◆ Task brief: Please find all lines in the data that hold the string "contains" and copy them.

<<<<

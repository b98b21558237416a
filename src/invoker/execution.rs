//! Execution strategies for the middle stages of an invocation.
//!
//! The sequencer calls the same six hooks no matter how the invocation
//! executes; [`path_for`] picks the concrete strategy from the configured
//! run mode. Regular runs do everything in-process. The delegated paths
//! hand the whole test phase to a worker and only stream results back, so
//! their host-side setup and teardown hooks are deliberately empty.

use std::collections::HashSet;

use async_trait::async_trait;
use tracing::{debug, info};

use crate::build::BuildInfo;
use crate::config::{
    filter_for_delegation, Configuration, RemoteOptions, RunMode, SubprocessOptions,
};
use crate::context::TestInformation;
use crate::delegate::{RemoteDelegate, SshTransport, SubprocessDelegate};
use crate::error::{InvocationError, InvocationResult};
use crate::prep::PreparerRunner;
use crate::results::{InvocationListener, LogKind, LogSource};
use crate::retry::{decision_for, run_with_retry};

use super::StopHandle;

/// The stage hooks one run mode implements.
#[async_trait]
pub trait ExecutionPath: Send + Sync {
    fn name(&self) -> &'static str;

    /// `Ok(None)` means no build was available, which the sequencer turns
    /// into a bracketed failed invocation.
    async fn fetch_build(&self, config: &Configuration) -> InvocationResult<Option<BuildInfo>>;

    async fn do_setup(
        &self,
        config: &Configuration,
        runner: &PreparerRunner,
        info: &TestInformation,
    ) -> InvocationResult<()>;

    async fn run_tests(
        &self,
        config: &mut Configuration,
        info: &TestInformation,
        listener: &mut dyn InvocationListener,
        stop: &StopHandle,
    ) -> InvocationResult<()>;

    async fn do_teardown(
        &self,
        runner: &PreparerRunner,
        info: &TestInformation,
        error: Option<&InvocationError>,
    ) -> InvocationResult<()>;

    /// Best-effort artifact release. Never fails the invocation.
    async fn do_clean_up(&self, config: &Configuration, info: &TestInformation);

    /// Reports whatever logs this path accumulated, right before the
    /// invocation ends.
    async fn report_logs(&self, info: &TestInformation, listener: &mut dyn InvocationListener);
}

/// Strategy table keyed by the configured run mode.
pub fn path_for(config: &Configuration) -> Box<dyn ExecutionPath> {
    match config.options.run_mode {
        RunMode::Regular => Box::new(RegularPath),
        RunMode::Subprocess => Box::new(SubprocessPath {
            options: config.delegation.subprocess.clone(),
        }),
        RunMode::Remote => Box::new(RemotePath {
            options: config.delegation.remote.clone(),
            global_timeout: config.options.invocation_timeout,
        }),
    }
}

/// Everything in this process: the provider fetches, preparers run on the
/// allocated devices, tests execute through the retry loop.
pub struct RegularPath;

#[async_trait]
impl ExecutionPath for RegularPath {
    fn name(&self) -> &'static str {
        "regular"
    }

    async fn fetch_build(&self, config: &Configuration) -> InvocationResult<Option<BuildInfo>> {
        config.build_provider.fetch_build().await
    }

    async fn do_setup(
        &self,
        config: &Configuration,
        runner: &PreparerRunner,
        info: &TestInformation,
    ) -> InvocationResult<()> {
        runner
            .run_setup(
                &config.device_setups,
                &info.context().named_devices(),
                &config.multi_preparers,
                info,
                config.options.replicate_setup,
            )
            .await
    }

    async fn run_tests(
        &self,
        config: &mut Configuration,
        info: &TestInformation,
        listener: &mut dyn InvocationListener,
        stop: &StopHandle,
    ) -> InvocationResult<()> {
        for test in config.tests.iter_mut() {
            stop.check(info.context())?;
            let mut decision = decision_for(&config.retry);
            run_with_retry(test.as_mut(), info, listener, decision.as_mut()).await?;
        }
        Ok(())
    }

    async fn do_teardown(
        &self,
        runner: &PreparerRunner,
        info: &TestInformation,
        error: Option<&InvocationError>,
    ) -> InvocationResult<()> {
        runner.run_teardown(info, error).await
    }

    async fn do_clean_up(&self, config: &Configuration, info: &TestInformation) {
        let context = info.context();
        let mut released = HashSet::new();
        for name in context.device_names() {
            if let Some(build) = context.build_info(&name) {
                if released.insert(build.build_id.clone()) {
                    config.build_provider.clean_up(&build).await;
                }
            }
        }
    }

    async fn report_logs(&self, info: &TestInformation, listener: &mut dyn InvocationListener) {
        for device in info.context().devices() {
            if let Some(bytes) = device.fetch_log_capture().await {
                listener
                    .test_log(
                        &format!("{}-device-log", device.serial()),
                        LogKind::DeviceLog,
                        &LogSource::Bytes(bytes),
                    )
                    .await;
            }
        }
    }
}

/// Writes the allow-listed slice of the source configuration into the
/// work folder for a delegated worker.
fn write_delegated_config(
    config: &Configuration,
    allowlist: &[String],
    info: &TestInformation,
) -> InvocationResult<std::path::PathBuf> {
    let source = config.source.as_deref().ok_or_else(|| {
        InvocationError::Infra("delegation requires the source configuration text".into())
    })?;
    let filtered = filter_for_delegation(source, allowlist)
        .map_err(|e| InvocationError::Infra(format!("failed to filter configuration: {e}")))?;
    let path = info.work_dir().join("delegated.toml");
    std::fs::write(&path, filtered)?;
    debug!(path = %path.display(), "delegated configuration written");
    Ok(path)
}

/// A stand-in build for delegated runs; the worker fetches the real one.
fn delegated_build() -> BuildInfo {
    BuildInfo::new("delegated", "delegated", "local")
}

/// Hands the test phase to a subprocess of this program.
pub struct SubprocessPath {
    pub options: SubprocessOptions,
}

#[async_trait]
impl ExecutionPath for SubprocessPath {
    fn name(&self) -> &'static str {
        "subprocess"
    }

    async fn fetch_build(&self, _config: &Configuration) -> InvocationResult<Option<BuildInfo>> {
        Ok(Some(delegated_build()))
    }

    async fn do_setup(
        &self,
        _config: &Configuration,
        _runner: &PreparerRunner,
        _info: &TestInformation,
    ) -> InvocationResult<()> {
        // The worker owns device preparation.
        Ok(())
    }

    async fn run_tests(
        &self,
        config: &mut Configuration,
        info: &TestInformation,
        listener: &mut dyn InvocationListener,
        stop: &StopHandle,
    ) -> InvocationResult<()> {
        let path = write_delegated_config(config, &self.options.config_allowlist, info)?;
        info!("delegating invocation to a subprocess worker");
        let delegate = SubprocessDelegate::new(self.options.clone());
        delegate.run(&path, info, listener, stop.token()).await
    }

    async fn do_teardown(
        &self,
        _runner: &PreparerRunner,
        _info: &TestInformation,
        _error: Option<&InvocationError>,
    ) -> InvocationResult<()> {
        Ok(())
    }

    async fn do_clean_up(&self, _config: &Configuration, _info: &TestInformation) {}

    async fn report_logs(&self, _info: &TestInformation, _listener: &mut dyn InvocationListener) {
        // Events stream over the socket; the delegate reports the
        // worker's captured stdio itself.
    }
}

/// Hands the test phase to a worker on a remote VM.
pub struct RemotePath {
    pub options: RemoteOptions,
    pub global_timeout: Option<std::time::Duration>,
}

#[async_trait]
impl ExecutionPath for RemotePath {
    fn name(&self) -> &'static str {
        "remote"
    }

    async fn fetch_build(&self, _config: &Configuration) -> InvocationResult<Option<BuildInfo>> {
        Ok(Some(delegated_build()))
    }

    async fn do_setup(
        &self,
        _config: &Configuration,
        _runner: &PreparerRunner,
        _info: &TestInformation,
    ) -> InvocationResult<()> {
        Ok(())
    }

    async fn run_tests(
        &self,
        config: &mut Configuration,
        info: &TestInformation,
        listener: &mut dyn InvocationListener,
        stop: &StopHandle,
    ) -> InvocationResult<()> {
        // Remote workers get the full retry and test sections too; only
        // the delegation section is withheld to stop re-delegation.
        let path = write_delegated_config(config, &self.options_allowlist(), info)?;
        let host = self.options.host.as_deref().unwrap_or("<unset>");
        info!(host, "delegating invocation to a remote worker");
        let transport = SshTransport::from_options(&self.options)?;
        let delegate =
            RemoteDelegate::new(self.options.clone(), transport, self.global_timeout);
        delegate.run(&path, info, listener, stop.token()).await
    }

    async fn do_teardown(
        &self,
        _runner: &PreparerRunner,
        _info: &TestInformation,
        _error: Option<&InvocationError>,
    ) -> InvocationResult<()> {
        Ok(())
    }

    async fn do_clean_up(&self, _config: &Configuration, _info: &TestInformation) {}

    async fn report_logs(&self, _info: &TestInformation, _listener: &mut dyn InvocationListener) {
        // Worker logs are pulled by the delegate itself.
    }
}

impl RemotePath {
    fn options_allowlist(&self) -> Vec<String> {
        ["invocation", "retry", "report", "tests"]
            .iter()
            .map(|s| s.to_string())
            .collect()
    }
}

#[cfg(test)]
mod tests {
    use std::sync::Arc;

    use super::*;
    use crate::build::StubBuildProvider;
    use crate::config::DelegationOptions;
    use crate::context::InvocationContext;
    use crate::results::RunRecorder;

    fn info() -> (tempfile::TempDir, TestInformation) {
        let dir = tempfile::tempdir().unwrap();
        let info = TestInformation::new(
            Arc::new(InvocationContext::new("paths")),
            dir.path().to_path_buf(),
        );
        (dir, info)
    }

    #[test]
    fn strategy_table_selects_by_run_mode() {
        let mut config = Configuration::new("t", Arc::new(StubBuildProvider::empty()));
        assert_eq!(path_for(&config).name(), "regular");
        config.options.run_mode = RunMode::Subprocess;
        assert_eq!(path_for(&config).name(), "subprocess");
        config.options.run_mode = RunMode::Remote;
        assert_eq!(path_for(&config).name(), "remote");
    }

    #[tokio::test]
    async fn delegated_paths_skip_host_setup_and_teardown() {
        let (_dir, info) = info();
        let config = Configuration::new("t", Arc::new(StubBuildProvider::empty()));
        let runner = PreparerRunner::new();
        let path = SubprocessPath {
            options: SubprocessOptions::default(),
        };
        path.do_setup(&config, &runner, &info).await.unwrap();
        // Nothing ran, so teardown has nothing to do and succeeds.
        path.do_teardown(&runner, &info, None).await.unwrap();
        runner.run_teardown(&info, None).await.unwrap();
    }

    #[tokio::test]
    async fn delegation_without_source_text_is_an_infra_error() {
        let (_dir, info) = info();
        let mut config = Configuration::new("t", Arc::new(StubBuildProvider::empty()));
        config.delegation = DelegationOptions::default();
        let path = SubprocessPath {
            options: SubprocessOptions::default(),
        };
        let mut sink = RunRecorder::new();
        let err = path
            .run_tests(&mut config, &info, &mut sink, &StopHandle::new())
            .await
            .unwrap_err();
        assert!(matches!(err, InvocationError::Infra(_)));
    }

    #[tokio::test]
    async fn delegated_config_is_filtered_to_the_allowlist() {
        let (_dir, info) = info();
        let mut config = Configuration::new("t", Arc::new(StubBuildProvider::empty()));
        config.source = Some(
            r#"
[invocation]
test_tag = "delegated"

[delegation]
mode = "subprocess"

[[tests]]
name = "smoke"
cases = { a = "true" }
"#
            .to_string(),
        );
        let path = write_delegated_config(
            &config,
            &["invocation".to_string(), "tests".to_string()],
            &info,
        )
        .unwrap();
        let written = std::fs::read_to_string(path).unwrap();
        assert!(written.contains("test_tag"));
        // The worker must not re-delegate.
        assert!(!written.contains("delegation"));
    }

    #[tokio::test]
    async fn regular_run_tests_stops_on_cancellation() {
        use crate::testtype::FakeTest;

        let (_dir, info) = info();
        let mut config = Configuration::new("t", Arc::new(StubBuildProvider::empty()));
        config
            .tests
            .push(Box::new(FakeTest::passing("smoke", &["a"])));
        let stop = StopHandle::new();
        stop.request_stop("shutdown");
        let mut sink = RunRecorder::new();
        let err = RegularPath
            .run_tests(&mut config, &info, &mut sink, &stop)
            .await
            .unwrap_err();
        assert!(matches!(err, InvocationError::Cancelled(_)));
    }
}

>>>>

◆ Response for this exercise:
        assert!(written.contains("test_tag"));
        assert!(!written.contains("delegation"));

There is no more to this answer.